❤锁-engel
Do you English native people learn Old English at school? English has three stages,Old English(4C~1100A.D),Middle E(1100~1500AD) Modern E So I was wondering whether native English speakers learn Old English at school, especially people from Britain,because when Americans and Australians have their own countries,it's already the era of Modern E.
12 de jul. de 2012 16:38
Respuestas · 18
5
In school before 16, our only exposure to older forms of English was Shakespeare, which as you point out, is early modern English. However, since I elected to study English at A-level (16-18) I studied Chaucer (Middle English) and a little bit of Saxon authors. To say that I studied OE would be false though. To a modern English speaker, generally anything written since 1800 is perfectly readable. EME is readable in the most part but certain turns of phrase and words need to be explained; books of Shakespeare's works often come with footnotes explaining strange grammar or orthography. Middle English - well you can get maybe 40-50% of that, more if you know French as there are lots of French words used. I have a book of Chaucer's poetry and I often have to look in the glossary as it gets incomprehensible: "O foule lust of luxurie! lo thyn ende! Nat only that thou feyntest mannes minde, But verraily thou wolt his body shende, Th'ende of thy werk or of thy lustes blinde Is compleyning, how many-oon may men find That noght for werk som-tyme, but for th'entente To doon this sinne, ben outher slyne or shente!" [From The Man of Law's Tale in the Canterbury Tales] As for Old English, pre-1066, that is incomprehensible to a modern English speaker even if you speak German/Scandinavian languages, from which most of the vocabulary came.
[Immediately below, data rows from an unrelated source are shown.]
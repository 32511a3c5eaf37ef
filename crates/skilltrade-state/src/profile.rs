//! [`ProfileStore`] — owns the signed-in user's [`Profile`].
//!
//! The store follows the session: when the identity goes away the profile is
//! cleared inside the same notification; when an identity appears the store
//! fetches that identity's profile in the background. Results that arrive
//! after a newer identity change or a local write are dropped, never applied.

use std::sync::{
  Arc, Weak,
  atomic::{AtomicU64, Ordering},
};

use chrono::Utc;
use skilltrade_core::{
  Identity, ProfileError, StorageError,
  media::{ImageFile, UploadedPicture},
  profile::{NewProfile, Profile, ProfilePatch},
  service::{IdentityService, MediaStorage, ProfileRepository},
};
use tokio::{runtime::Handle, sync::watch};
use tracing::{debug, info, warn};
use uuid::Uuid;

use crate::session::{IdentityObserver, SessionState, SessionStore};

// ─── State ───────────────────────────────────────────────────────────────────

#[derive(Debug, Clone, PartialEq, Eq)]
pub struct ProfileState {
  pub profile: Option<Profile>,
  /// `true` while the profile for a fresh identity is being fetched.
  pub loading: bool,
}

impl ProfileState {
  pub fn has_profile(&self) -> bool { self.profile.is_some() }
}

// ─── Store ───────────────────────────────────────────────────────────────────

/// Profile state plus the persistence and media services behind it.
///
/// Cloning is cheap; clones share the same state.
pub struct ProfileStore<P, M> {
  inner: Arc<Inner<P, M>>,
}

struct Inner<P, M> {
  repo:    P,
  media:   M,
  /// Read-only view of the session; identity is never written from here.
  session: watch::Receiver<SessionState>,
  state:   watch::Sender<ProfileState>,
  /// Bumped on every identity change and local write. A fetch only applies
  /// if the epoch it started under is still current.
  epoch:   AtomicU64,
}

impl<P, M> Clone for ProfileStore<P, M> {
  fn clone(&self) -> Self { Self { inner: Arc::clone(&self.inner) } }
}

impl<P, M> ProfileStore<P, M>
where
  P: ProfileRepository + 'static,
  M: MediaStorage + 'static,
{
  /// Build a store that follows `session`.
  pub fn attach<I: IdentityService>(session: &SessionStore<I>, repo: P, media: M) -> Self {
    let (state, _) = watch::channel(ProfileState { profile: None, loading: true });
    let inner = Arc::new(Inner {
      repo,
      media,
      session: session.subscribe(),
      state,
      epoch: AtomicU64::new(0),
    });
    session.add_observer(Arc::new(SessionLink { inner: Arc::downgrade(&inner) }));
    Self { inner }
  }

  // ── Reads ─────────────────────────────────────────────────────────────────

  pub fn state(&self) -> ProfileState { self.inner.state.borrow().clone() }

  pub fn profile(&self) -> Option<Profile> {
    self.inner.state.borrow().profile.clone()
  }

  pub fn has_profile(&self) -> bool { self.inner.state.borrow().has_profile() }

  pub fn subscribe(&self) -> watch::Receiver<ProfileState> {
    self.inner.state.subscribe()
  }

  /// Resolve once no fetch is outstanding.
  pub async fn settled(&self) -> ProfileState {
    let mut rx = self.subscribe();
    match rx.wait_for(|s| !s.loading).await {
      Ok(state) => state.clone(),
      Err(_) => self.state(),
    }
  }

  // ── Operations ────────────────────────────────────────────────────────────

  /// Create and persist the signed-in user's profile.
  ///
  /// The store assigns the identifier, the owner, and both timestamps.
  pub async fn create_profile(&self, fields: NewProfile) -> Result<Profile, ProfileError> {
    let identity = self.inner.identity().ok_or(ProfileError::NotAuthenticated)?;

    let profile = Profile::create(identity.id, fields, Utc::now());
    let saved = self
      .inner
      .repo
      .save_profile(profile)
      .await
      .inspect_err(|e| warn!(user_id = %identity.id, error = %e, "failed to create profile"))?;
    ensure_owner(&identity, &saved)?;

    info!(user_id = %identity.id, profile_id = ?saved.id, "profile created");
    self.commit(&identity, saved.clone());
    Ok(saved)
  }

  /// Merge `patch` onto the current profile and persist the result.
  ///
  /// Fields the patch does not name are left unchanged; `updated_at` is always
  /// refreshed.
  pub async fn update_profile(&self, patch: ProfilePatch) -> Result<Profile, ProfileError> {
    let identity = self.inner.identity().ok_or(ProfileError::NotAuthenticated)?;
    let current = self
      .profile()
      .filter(|p| p.user_id == identity.id)
      .ok_or(ProfileError::NoProfile)?;

    let now = Utc::now();
    let merged = match current.id {
      Some(id) => self.inner.repo.merge_profile(id, &patch, now).await,
      None => {
        let mut merged = current;
        merged.apply(&patch, now);
        self.inner.repo.save_profile(merged).await
      }
    }
    .inspect_err(|e| warn!(user_id = %identity.id, error = %e, "failed to update profile"))?;
    ensure_owner(&identity, &merged)?;

    debug!(user_id = %identity.id, "profile updated");
    self.commit(&identity, merged.clone());
    Ok(merged)
  }

  /// Hand a picture to the media service and return its URL.
  ///
  /// The profile itself is not touched; callers decide what to do with the
  /// URL, or whether to go on without one.
  pub async fn upload_profile_picture(
    &self,
    file: &ImageFile,
  ) -> Result<UploadedPicture, ProfileError> {
    let identity = self.inner.identity().ok_or(ProfileError::NotAuthenticated)?;
    if !file.is_image() {
      return Err(StorageError::UnsupportedType(file.content_type.clone()).into());
    }
    if file.is_empty() {
      return Err(StorageError::Empty.into());
    }

    let url = self
      .inner
      .media
      .store(file.bytes.clone(), file.metadata(identity.id))
      .await?;
    debug!(user_id = %identity.id, %url, size = file.len(), "profile picture stored");
    Ok(UploadedPicture { url })
  }

  /// Replace the current profile, unless the owner signed out meanwhile.
  ///
  /// The owner is checked under the state lock, so a sign-out clearing the
  /// profile either lands after this write or makes it a no-op.
  fn commit(&self, owner: &Identity, profile: Profile) {
    let applied = self.inner.state.send_if_modified(|state| {
      let still_signed_in = self
        .inner
        .identity()
        .is_some_and(|current| current.id == owner.id);
      if !still_signed_in {
        return false;
      }
      self.inner.epoch.fetch_add(1, Ordering::SeqCst);
      *state = ProfileState { profile: Some(profile), loading: false };
      true
    });
    if !applied {
      debug!(user_id = %owner.id, "identity changed during write; not applying");
    }
  }
}

fn ensure_owner(identity: &Identity, profile: &Profile) -> Result<(), ProfileError> {
  if profile.user_id == identity.id {
    Ok(())
  } else {
    Err(ProfileError::OwnerMismatch {
      expected: identity.id,
      found:    profile.user_id,
    })
  }
}

// ─── Session link ────────────────────────────────────────────────────────────

impl<P, M> Inner<P, M>
where
  P: ProfileRepository + 'static,
  M: MediaStorage + 'static,
{
  fn identity(&self) -> Option<Identity> { self.session.borrow().identity.clone() }

  fn identity_changed(self: &Arc<Self>, identity: Option<&Identity>) {
    let epoch = self.epoch.fetch_add(1, Ordering::SeqCst) + 1;

    let Some(identity) = identity else {
      self.state.send_replace(ProfileState { profile: None, loading: false });
      return;
    };

    let user_id = identity.id;
    self.state.send_modify(|state| {
      state.loading = true;
      if state.profile.as_ref().is_some_and(|p| p.user_id != user_id) {
        state.profile = None;
      }
    });

    match Handle::try_current() {
      Ok(handle) => {
        let inner = Arc::clone(self);
        handle.spawn(async move { inner.load(user_id, epoch).await });
      }
      Err(_) => {
        warn!(%user_id, "no async runtime; profile not fetched");
        self.state.send_modify(|state| state.loading = false);
      }
    }
  }

  async fn load(&self, user_id: Uuid, epoch: u64) {
    let fetched = match self.repo.fetch_profile(user_id).await {
      Ok(Some(profile)) if profile.user_id != user_id => {
        warn!(%user_id, owner = %profile.user_id, "fetched profile has a different owner; ignoring");
        None
      }
      Ok(found) => found,
      Err(e) => {
        warn!(%user_id, error = %e, "failed to load profile");
        None
      }
    };

    let found = fetched.is_some();
    let applied = self.state.send_if_modified(|state| {
      if self.epoch.load(Ordering::SeqCst) != epoch {
        return false;
      }
      *state = ProfileState { profile: fetched, loading: false };
      true
    });

    if applied {
      debug!(%user_id, found, "profile loaded");
    } else {
      debug!(%user_id, "discarding superseded profile fetch");
    }
  }
}

/// The observer registered with the session. Holds the store weakly so a
/// dropped store simply stops listening.
struct SessionLink<P, M> {
  inner: Weak<Inner<P, M>>,
}

impl<P, M> IdentityObserver for SessionLink<P, M>
where
  P: ProfileRepository + 'static,
  M: MediaStorage + 'static,
{
  fn identity_changed(&self, identity: Option<&Identity>) {
    if let Some(inner) = self.inner.upgrade() {
      inner.identity_changed(identity);
    }
  }

  fn is_closed(&self) -> bool { self.inner.strong_count() == 0 }
}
To use a passage from the introduction of the Anglo-Saxon Chronicle (around 900AD), from two whole paragraphs I can pick out meaning from maybe ten or fifteen words; "his sunu" (his son), Westsaxena (West Saxony), cyningas þe (King of) - and that's because I've studied it before! In short Old English is not useful to us at all because it is a completely different language to us. English has changed a lot more than Chinese has and so we tend to stick to learning the more modern forms of the language.
12 de julio de 2012
1
no, there's not enough demand for it. Nobody speaks old English and teachers have hard enough time trying to teach modern English to students. haha
13 de julio de 2012
1
It's only useful for historical interest and etymology. In school, we definitely study Shakespeare, at least.
12 de julio de 2012
We don't, no. But I did an English degree at university and I studied it there. It wasn't compulsory, though.
12 de julio de 2012
I go to an arts charter high school in the United States, I am a theatre major. The closest we get to Old English is Shakespeare or Ancient Greek writers such as; Sophocles, Aeschylus and, Euripides.